The agency also said that entities with a larger proportion of rural operations are likely to do better because of the faster economic recovery. "Cement sales in the first quarter of India's fiscal year 2021 (April-June) fell by about 40% year-on-year, with companies with a higher proportion of rural customers and higher-profile individual housebuilders performing better,"
the report commented. From the perspective of high rural demand and abundant excellent labor force, the cement market performance in the central and eastern regions of India is more advantageous than that in the western region. After falling by 85% in April 2020, the year-on-year decline in
cement industry demand narrowed to 22% in May to 22% in June, mainly driven by rural areas. The Ind-Ra report even said that demand in the rural market will continue to outperform demand in the urban market in the coming months.
"The performance of the vast majority of large cement enterprises has recovered to 80% -90% in June 2019, and in fact, the performance of a few companies has resumed growth.". The recovery is driven by rural demand, as good rural demand is due to good spring crop growth in the countryside, abundant local labor and low transmission of COVID-19, the Ind-Ra report said.

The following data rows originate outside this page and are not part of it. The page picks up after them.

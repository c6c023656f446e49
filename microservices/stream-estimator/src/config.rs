//! Estimator configuration

use std::path::PathBuf;

use chrono::{DateTime, Utc};
use drips_core::{DripsError, EngineConfig, Result};

#[derive(Debug, Clone)]
pub struct EstimatorConfig {
    pub input_path: PathBuf,
    /// Fixed evaluation time; the wall clock is used when unset
    pub now: Option<DateTime<Utc>>,
    /// Restrict timelines to one stream
    pub stream_id: Option<String>,
    pub engine: EngineConfig,
}

impl EstimatorConfig {
    pub fn from_env() -> Result<Self> {
        let engine = EngineConfig::from_env()?;
        Self::from_lookup(|key| std::env::var(key).ok(), engine)
    }

    fn from_lookup(lookup: impl Fn(&str) -> Option<String>, engine: EngineConfig) -> Result<Self> {
        let input_path = lookup("INPUT_PATH")
            .filter(|path| !path.trim().is_empty())
            .map(PathBuf::from)
            .ok_or_else(|| DripsError::Config("INPUT_PATH is required".to_string()))?;

        let now = lookup("NOW")
            .map(|raw| {
                DateTime::parse_from_rfc3339(&raw)
                    .map(|ts| ts.with_timezone(&Utc))
                    .map_err(|e| DripsError::Config(format!("Invalid NOW '{}': {}", raw, e)))
            })
            .transpose()?;

        Ok(Self {
            input_path,
            now,
            stream_id: lookup("STREAM_ID").filter(|id| !id.is_empty()),
            engine,
        })
    }
}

The agency said a sharp increase in liquidity and lower variable costs at Indian cement companies in the first quarter of fiscal 2021 could cushion the decline in the company's earnings before interest, tax, depreciation and amortization (EBITDA/mt) per tonne. "Despite a 4% year-on-year decline in production, total EBITDA/mt of cement listed companies reached a record high of Rs 1,030 per tonne in FY20, compared to Rs 809 per tonne in FY19, driven by higher liquidity," the
report said. And cost management capabilities are better than the high level before fiscal year 2008. Most ongoing capital expenditures will be delayed by three to six months
due to labor shortages. However, Ind-Ra expects that about 65% of its capital expenditure in fiscal year 2021 will be in service, given that most of it is at a late stage.